Maryland's system of financing public schools, which relies on local jurisdictions to pay part of the cost of educating their children, doesn't create unconstitutionally unequal education for children in different parts of the state, state attorney general Francis B. Burch said last week.
In a prepared statement accompanying the 13-page opinion, which is not binding on courts, Burch said that "although the state's systems of school financing may not be perfect . . . it is able to withstand constitutional scrutiny."
The opinion issued at the request of State Senator John Carroll Byrnes (D-Baltimore), comes in the wake of a series of conflicting decisions which courts in different states have issued on the complex question of school financing.
The highest courts in three states - New Jersey, California and Connecticut - have struck down as unconstitutional school financing systems that relied heavily on local property taxes.

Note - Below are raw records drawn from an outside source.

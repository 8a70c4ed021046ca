//! Enqueue-failed-then-retry: the first submission hits
//! a queue that always rejects publish, gets a 503 with
//! `failureReason="queue_publish_failed"`; the client repeats the same
//! key+body against a working queue and gets 202 with `idempotency.requeued`.
//!
//! Skipped when `ORCH_DATABASE_URL` isn't set.

use std::sync::Arc;

use orch_queue::{FailingQueue, InMemoryQueue};
use uuid::Uuid;

async fn connect_test_pool() -> Option<sqlx::PgPool> {
    match std::env::var(orch_store::ENV_DB_URL) {
        Ok(url) => {
            let pool = orch_store::connect(&url).await.expect("connect to test database");
            orch_store::migrate(&pool).await.expect("migrate test database");
            Some(pool)
        }
        Err(_) => None,
    }
}

#[tokio::test]
async fn enqueue_failure_then_retry_requeues_exactly_once() {
    let Some(pool) = connect_test_pool().await else {
        eprintln!("SKIP: ORCH_DATABASE_URL not set");
        return;
    };

    let owner = format!("acme-{}", Uuid::new_v4());
    let name = "svc".to_string();

    let failing_router = orch_testkit::control_plane_router(pool.clone(), Arc::new(FailingQueue));
    let (status, _) =
        call(failing_router.clone(), orch_testkit::register_repo_request(&owner, &name)).await;
    assert_eq!(status, axum::http::StatusCode::CREATED);

    let (status, first) = call(failing_router, orch_testkit::create_run_request(&owner, &name, 7, "u", "k1", None)).await;
    assert_eq!(status, axum::http::StatusCode::SERVICE_UNAVAILABLE);
    assert_eq!(first["run"]["failureReason"], "queue_publish_failed");
    let run_id = first["run"]["id"].as_str().unwrap().to_string();

    let queue = Arc::new(InMemoryQueue::new());
    let working_router = orch_testkit::control_plane_router(pool.clone(), queue.clone());
    let (status, second) = call(working_router, orch_testkit::create_run_request(&owner, &name, 7, "u", "k1", None)).await;
    assert_eq!(status, axum::http::StatusCode::ACCEPTED);
    assert_eq!(second["run"]["id"], run_id);
    assert_eq!(second["idempotency"]["requeued"], true);
    assert_eq!(queue.len().await, 1, "exactly one message must land on the working queue");
}

async fn call(router: axum::Router, req: axum::http::Request<axum::body::Body>) -> (axum::http::StatusCode, serde_json::Value) {
    use http_body_util::BodyExt;
    use tower::ServiceExt;

    let resp = router.oneshot(req).await.expect("oneshot failed");
    let status = resp.status();
    let bytes = resp.into_body().collect().await.expect("body collect failed").to_bytes();
    let json = if bytes.is_empty() {
        serde_json::Value::Null
    } else {
        serde_json::from_slice(&bytes).expect("body is not valid JSON")
    };
    (status, json)
}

According to evidence presented in those cases, the reliance on property taxes usually means school systems in poorer areas - generally the inner cities or remote rural sections - spend far less per pupil than wealthier suburban districts.
However, the highest courts of five other states - Oregon, Illinois, Idaho, Washington, and Arizona - have rejected the notion that their school financing systems resulted in unconstitutionally unequal education for public school students of their states.
The Supreme Court has issued only one ruling on the issue, in a 1973 case. In that ruling, Burch said, the Supreme Court rejected a challenge to the Texas system of school financing, primarily because education was deemed not to be a federal constitutional right.
The contradictary rulings of the state courts have relied primarily on state constitutions.
In speculating on how the Maryland Court of Appeals might rule in a similar case, Burch said Maryland's top appeals court has tended to follow "the guidelines established by the Supreme Court in determining whether state action has denied individuals equal protection."
Maryland's school financing system mixes state, federal and local funds, with different percentages of each being used in different jurisdictions.
For instance. in 1975, Montgomery County, one of the two wealthiest counties in the nation, used state and federal grants to pay for 29 percent of its education costs; rural Garrett County in far western Maryland paid 44 percent of its education bills with such grants, and in Baltimore City the figure was 59 percent.
Despite the larger federal and state contributions to the poorer districts, per pupil expenditures still vary in the state's 23 jurisdictions. Montgomery County spent $1,887 on each pupils last year. While Garrett County spent $1,037 per pupil.
"In essence, the Maryland public school finance system permits and encourages local control of the public schools while resulting in substantial equality in per pupil expenditures," Burch said.
"It is our belief that the system is not subject to successful attack under the federal constitution."